§ Your instructions: Nothing but a full, exact copy of the data is needed.

§ Source data:
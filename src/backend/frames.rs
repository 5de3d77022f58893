// Per-image frame resources
//
// One framebuffer, one render-finished semaphore and one pre-recorded
// command buffer per swapchain image, index-aligned with the image array.
// The scene never changes, so recording happens once per swapchain
// generation and the buffers are resubmitted every frame (SIMULTANEOUS_USE).
//
// The render-finished semaphore is keyed by image rather than by frame slot:
// present waits on it, and an image is only handed out again once the
// presentation engine is done with its previous present.

use ash::vk;

use super::handles::{Factory, Releaser};
use crate::error::{Result, VkResultExt};

#[derive(Default)]
pub struct FrameResources {
    pub framebuffers: Vec<vk::Framebuffer>,
    pub render_finished: Vec<vk::Semaphore>,
    pub command_buffers: Vec<vk::CommandBuffer>,
}

/// What gets baked into every command buffer
pub struct DrawRecipe {
    pub render_pass: vk::RenderPass,
    pub pipeline: vk::Pipeline,
    pub vertex_buffer: vk::Buffer,
    pub vertex_count: u32,
    pub extent: vk::Extent2D,
    pub clear_color: [f32; 4],
}

impl FrameResources {
    /// One framebuffer and one present semaphore per image view
    pub fn create_framebuffers(
        &mut self,
        device: &impl Factory,
        render_pass: vk::RenderPass,
        image_views: &[vk::ImageView],
        extent: vk::Extent2D,
    ) -> Result<()> {
        for &image_view in image_views {
            let framebuffer = device.create_framebuffer(render_pass, image_view, extent)?;
            self.framebuffers.push(framebuffer);

            let semaphore = device.create_semaphore()?;
            self.render_finished.push(semaphore);
        }
        Ok(())
    }

    /// Allocate one primary buffer per framebuffer and record the draw into each
    pub fn record_command_buffers(
        &mut self,
        device: &impl Factory,
        command_pool: vk::CommandPool,
        recipe: &DrawRecipe,
    ) -> Result<()> {
        self.command_buffers =
            device.allocate_command_buffers(command_pool, self.framebuffers.len() as u32)?;

        for (&cmd, &framebuffer) in self.command_buffers.iter().zip(&self.framebuffers) {
            device.record_draw(cmd, framebuffer, recipe)?;
        }

        log::info!("Recorded {} command buffers", self.command_buffers.len());
        Ok(())
    }

    pub fn release_command_buffers(&mut self, releaser: &impl Releaser, pool: vk::CommandPool) {
        if !self.command_buffers.is_empty() {
            releaser.free_command_buffers(pool, &self.command_buffers);
            self.command_buffers.clear();
        }
    }

    pub fn release_framebuffers(&mut self, releaser: &impl Releaser) {
        for framebuffer in self.framebuffers.drain(..) {
            releaser.destroy_framebuffer(framebuffer);
        }
        for semaphore in self.render_finished.drain(..) {
            releaser.destroy_semaphore(semaphore);
        }
    }
}

pub(crate) fn create_framebuffer(
    device: &ash::Device,
    render_pass: vk::RenderPass,
    image_view: vk::ImageView,
    extent: vk::Extent2D,
) -> Result<vk::Framebuffer> {
    let attachments = &[image_view];
    let framebuffer_info = vk::FramebufferCreateInfo::builder()
        .render_pass(render_pass)
        .attachments(attachments)
        .width(extent.width)
        .height(extent.height)
        .layers(1);

    unsafe { device.create_framebuffer(&framebuffer_info, None) }.creating("framebuffer")
}

pub(crate) fn allocate_command_buffers(
    device: &ash::Device,
    command_pool: vk::CommandPool,
    count: u32,
) -> Result<Vec<vk::CommandBuffer>> {
    let alloc_info = vk::CommandBufferAllocateInfo::builder()
        .command_pool(command_pool)
        .level(vk::CommandBufferLevel::PRIMARY)
        .command_buffer_count(count);

    unsafe { device.allocate_command_buffers(&alloc_info) }.creating("command buffers")
}

pub(crate) fn record_draw(
    device: &ash::Device,
    cmd: vk::CommandBuffer,
    framebuffer: vk::Framebuffer,
    recipe: &DrawRecipe,
) -> Result<()> {
    let clear_values = [vk::ClearValue {
        color: vk::ClearColorValue {
            float32: recipe.clear_color,
        },
    }];

    let begin_info = vk::CommandBufferBeginInfo::builder()
        .flags(vk::CommandBufferUsageFlags::SIMULTANEOUS_USE);

    let render_pass_begin = vk::RenderPassBeginInfo::builder()
        .render_pass(recipe.render_pass)
        .framebuffer(framebuffer)
        .render_area(vk::Rect2D {
            offset: vk::Offset2D { x: 0, y: 0 },
            extent: recipe.extent,
        })
        .clear_values(&clear_values);

    unsafe {
        device
            .begin_command_buffer(cmd, &begin_info)
            .recording("begin command buffer")?;

        device.cmd_begin_render_pass(cmd, &render_pass_begin, vk::SubpassContents::INLINE);
        device.cmd_bind_pipeline(cmd, vk::PipelineBindPoint::GRAPHICS, recipe.pipeline);
        device.cmd_bind_vertex_buffers(cmd, 0, &[recipe.vertex_buffer], &[0]);
        device.cmd_draw(cmd, recipe.vertex_count, 1, 0, 0);
        device.cmd_end_render_pass(cmd);

        device
            .end_command_buffer(cmd)
            .recording("end command buffer")?;
    }

    Ok(())
}

#[cfg(test)]
mod tests {
    use super::*;
    use crate::backend::handles::fake::FakeDevice;
    use ash::vk::Handle;

    fn recipe() -> DrawRecipe {
        DrawRecipe {
            render_pass: vk::RenderPass::from_raw(1),
            pipeline: vk::Pipeline::from_raw(2),
            vertex_buffer: vk::Buffer::from_raw(3),
            vertex_count: 3,
            extent: vk::Extent2D { width: 800, height: 600 },
            clear_color: [0.0, 0.0, 0.0, 1.0],
        }
    }

    #[test]
    fn one_of_each_per_image_view() {
        let device = FakeDevice::default();
        let views: Vec<_> = (21..=23).map(vk::ImageView::from_raw).collect();
        let mut frames = FrameResources::default();

        frames
            .create_framebuffers(&device, vk::RenderPass::from_raw(1), &views, recipe().extent)
            .unwrap();
        frames
            .record_command_buffers(&device, vk::CommandPool::from_raw(100), &recipe())
            .unwrap();

        assert_eq!(frames.framebuffers.len(), 3);
        assert_eq!(frames.render_finished.len(), 3);
        assert_eq!(frames.command_buffers.len(), 3);
    }

    #[test]
    fn failed_recording_leaves_buffers_for_release() {
        let device = FakeDevice::default();
        let pool = vk::CommandPool::from_raw(100);
        let views = [vk::ImageView::from_raw(21), vk::ImageView::from_raw(22)];
        let mut frames = FrameResources::default();
        frames
            .create_framebuffers(&device, vk::RenderPass::from_raw(1), &views, recipe().extent)
            .unwrap();

        device.fail_on.set(Some("recording"));
        assert!(frames.record_command_buffers(&device, pool, &recipe()).is_err());

        frames.release_command_buffers(&device, pool);
        frames.release_framebuffers(&device);
        device.assert_all_released();
    }

    #[test]
    fn release_empties_every_array_once() {
        let releaser = FakeDevice::default();
        let pool = vk::CommandPool::from_raw(100);
        let mut frames = FrameResources {
            framebuffers: (1..=3).map(vk::Framebuffer::from_raw).collect(),
            render_finished: (31..=33).map(vk::Semaphore::from_raw).collect(),
            command_buffers: (11..=13).map(vk::CommandBuffer::from_raw).collect(),
        };

        for _ in 0..2 {
            frames.release_command_buffers(&releaser, pool);
            frames.release_framebuffers(&releaser);
        }

        assert!(frames.framebuffers.is_empty());
        assert!(frames.render_finished.is_empty());
        assert!(frames.command_buffers.is_empty());
        assert_eq!(releaser.count(), 9);
        assert_eq!(&releaser.kinds()[..3], ["command buffer"; 3]);
    }
}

§ The completed task:
filename src/backend/frames.rs
repository 5de3d77022f58893
// Per-image frame resources
//
// One framebuffer, one render-finished semaphore and one pre-recorded
// command buffer per swapchain image, index-aligned with the image array.
// The scene never changes, so recording happens once per swapchain
// generation and the buffers are resubmitted every frame (SIMULTANEOUS_USE).
//
// The render-finished semaphore is keyed by image rather than by frame slot:
// present waits on it, and an image is only handed out again once the
// presentation engine is done with its previous present.

use ash::vk;

use super::handles::{Factory, Releaser};
use crate::error::{Result, VkResultExt};

#[derive(Default)]
pub struct FrameResources {
    pub framebuffers: Vec<vk::Framebuffer>,
    pub render_finished: Vec<vk::Semaphore>,
    pub command_buffers: Vec<vk::CommandBuffer>,
}

/// What gets baked into every command buffer
pub struct DrawRecipe {
    pub render_pass: vk::RenderPass,
    pub pipeline: vk::Pipeline,
    pub vertex_buffer: vk::Buffer,
    pub vertex_count: u32,
    pub extent: vk::Extent2D,
    pub clear_color: [f32; 4],
}

impl FrameResources {
    /// One framebuffer and one present semaphore per image view
    pub fn create_framebuffers(
        &mut self,
        device: &impl Factory,
        render_pass: vk::RenderPass,
        image_views: &[vk::ImageView],
        extent: vk::Extent2D,
    ) -> Result<()> {
        for &image_view in image_views {
            let framebuffer = device.create_framebuffer(render_pass, image_view, extent)?;
            self.framebuffers.push(framebuffer);

            let semaphore = device.create_semaphore()?;
            self.render_finished.push(semaphore);
        }
        Ok(())
    }

    /// Allocate one primary buffer per framebuffer and record the draw into each
    pub fn record_command_buffers(
        &mut self,
        device: &impl Factory,
        command_pool: vk::CommandPool,
        recipe: &DrawRecipe,
    ) -> Result<()> {
        self.command_buffers =
            device.allocate_command_buffers(command_pool, self.framebuffers.len() as u32)?;

        for (&cmd, &framebuffer) in self.command_buffers.iter().zip(&self.framebuffers) {
            device.record_draw(cmd, framebuffer, recipe)?;
        }

        log::info!("Recorded {} command buffers", self.command_buffers.len());
        Ok(())
    }

    pub fn release_command_buffers(&mut self, releaser: &impl Releaser, pool: vk::CommandPool) {
        if !self.command_buffers.is_empty() {
            releaser.free_command_buffers(pool, &self.command_buffers);
            self.command_buffers.clear();
        }
    }

    pub fn release_framebuffers(&mut self, releaser: &impl Releaser) {
        for framebuffer in self.framebuffers.drain(..) {
            releaser.destroy_framebuffer(framebuffer);
        }
        for semaphore in self.render_finished.drain(..) {
            releaser.destroy_semaphore(semaphore);
        }
    }
}

pub(crate) fn create_framebuffer(
    device: &ash::Device,
    render_pass: vk::RenderPass,
    image_view: vk::ImageView,
    extent: vk::Extent2D,
) -> Result<vk::Framebuffer> {
    let attachments = &[image_view];
    let framebuffer_info = vk::FramebufferCreateInfo::builder()
        .render_pass(render_pass)
        .attachments(attachments)
        .width(extent.width)
        .height(extent.height)
        .layers(1);

    unsafe { device.create_framebuffer(&framebuffer_info, None) }.creating("framebuffer")
}

pub(crate) fn allocate_command_buffers(
    device: &ash::Device,
    command_pool: vk::CommandPool,
    count: u32,
) -> Result<Vec<vk::CommandBuffer>> {
    let alloc_info = vk::CommandBufferAllocateInfo::builder()
        .command_pool(command_pool)
        .level(vk::CommandBufferLevel::PRIMARY)
        .command_buffer_count(count);

    unsafe { device.allocate_command_buffers(&alloc_info) }.creating("command buffers")
}

pub(crate) fn record_draw(
    device: &ash::Device,
    cmd: vk::CommandBuffer,
    framebuffer: vk::Framebuffer,
    recipe: &DrawRecipe,
) -> Result<()> {
    let clear_values = [vk::ClearValue {
        color: vk::ClearColorValue {
            float32: recipe.clear_color,
        },
    }];

    let begin_info = vk::CommandBufferBeginInfo::builder()
        .flags(vk::CommandBufferUsageFlags::SIMULTANEOUS_USE);

    let render_pass_begin = vk::RenderPassBeginInfo::builder()
        .render_pass(recipe.render_pass)
        .framebuffer(framebuffer)
        .render_area(vk::Rect2D {
            offset: vk::Offset2D { x: 0, y: 0 },
            extent: recipe.extent,
        })
        .clear_values(&clear_values);

    unsafe {
        device
            .begin_command_buffer(cmd, &begin_info)
            .recording("begin command buffer")?;

        device.cmd_begin_render_pass(cmd, &render_pass_begin, vk::SubpassContents::INLINE);
        device.cmd_bind_pipeline(cmd, vk::PipelineBindPoint::GRAPHICS, recipe.pipeline);
        device.cmd_bind_vertex_buffers(cmd, 0, &[recipe.vertex_buffer], &[0]);
        device.cmd_draw(cmd, recipe.vertex_count, 1, 0, 0);
        device.cmd_end_render_pass(cmd);

        device
            .end_command_buffer(cmd)
            .recording("end command buffer")?;
    }

    Ok(())
}

#[cfg(test)]
mod tests {
    use super::*;
    use crate::backend::handles::fake::FakeDevice;
    use ash::vk::Handle;

    fn recipe() -> DrawRecipe {
        DrawRecipe {
            render_pass: vk::RenderPass::from_raw(1),
            pipeline: vk::Pipeline::from_raw(2),
            vertex_buffer: vk::Buffer::from_raw(3),
            vertex_count: 3,
            extent: vk::Extent2D { width: 800, height: 600 },
            clear_color: [0.0, 0.0, 0.0, 1.0],
        }
    }

    #[test]
    fn one_of_each_per_image_view() {
        let device = FakeDevice::default();
        let views: Vec<_> = (21..=23).map(vk::ImageView::from_raw).collect();
        let mut frames = FrameResources::default();

        frames
            .create_framebuffers(&device, vk::RenderPass::from_raw(1), &views, recipe().extent)
            .unwrap();
        frames
            .record_command_buffers(&device, vk::CommandPool::from_raw(100), &recipe())
            .unwrap();

        assert_eq!(frames.framebuffers.len(), 3);
        assert_eq!(frames.render_finished.len(), 3);
        assert_eq!(frames.command_buffers.len(), 3);
    }

    #[test]
    fn failed_recording_leaves_buffers_for_release() {
        let device = FakeDevice::default();
        let pool = vk::CommandPool::from_raw(100);
        let views = [vk::ImageView::from_raw(21), vk::ImageView::from_raw(22)];
        let mut frames = FrameResources::default();
        frames
            .create_framebuffers(&device, vk::RenderPass::from_raw(1), &views, recipe().extent)
            .unwrap();

        device.fail_on.set(Some("recording"));
        assert!(frames.record_command_buffers(&device, pool, &recipe()).is_err());

        frames.release_command_buffers(&device, pool);
        frames.release_framebuffers(&device);
        device.assert_all_released();
    }

    #[test]
    fn release_empties_every_array_once() {
        let releaser = FakeDevice::default();
        let pool = vk::CommandPool::from_raw(100);
        let mut frames = FrameResources {
            framebuffers: (1..=3).map(vk::Framebuffer::from_raw).collect(),
            render_finished: (31..=33).map(vk::Semaphore::from_raw).collect(),
            command_buffers: (11..=13).map(vk::CommandBuffer::from_raw).collect(),
        };

        for _ in 0..2 {
            frames.release_command_buffers(&releaser, pool);
            frames.release_framebuffers(&releaser);
        }

        assert!(frames.framebuffers.is_empty());
        assert!(frames.render_finished.is_empty());
        assert!(frames.command_buffers.is_empty());
        assert_eq!(releaser.count(), 9);
        assert_eq!(&releaser.kinds()[..3], ["command buffer"; 3]);
    }
}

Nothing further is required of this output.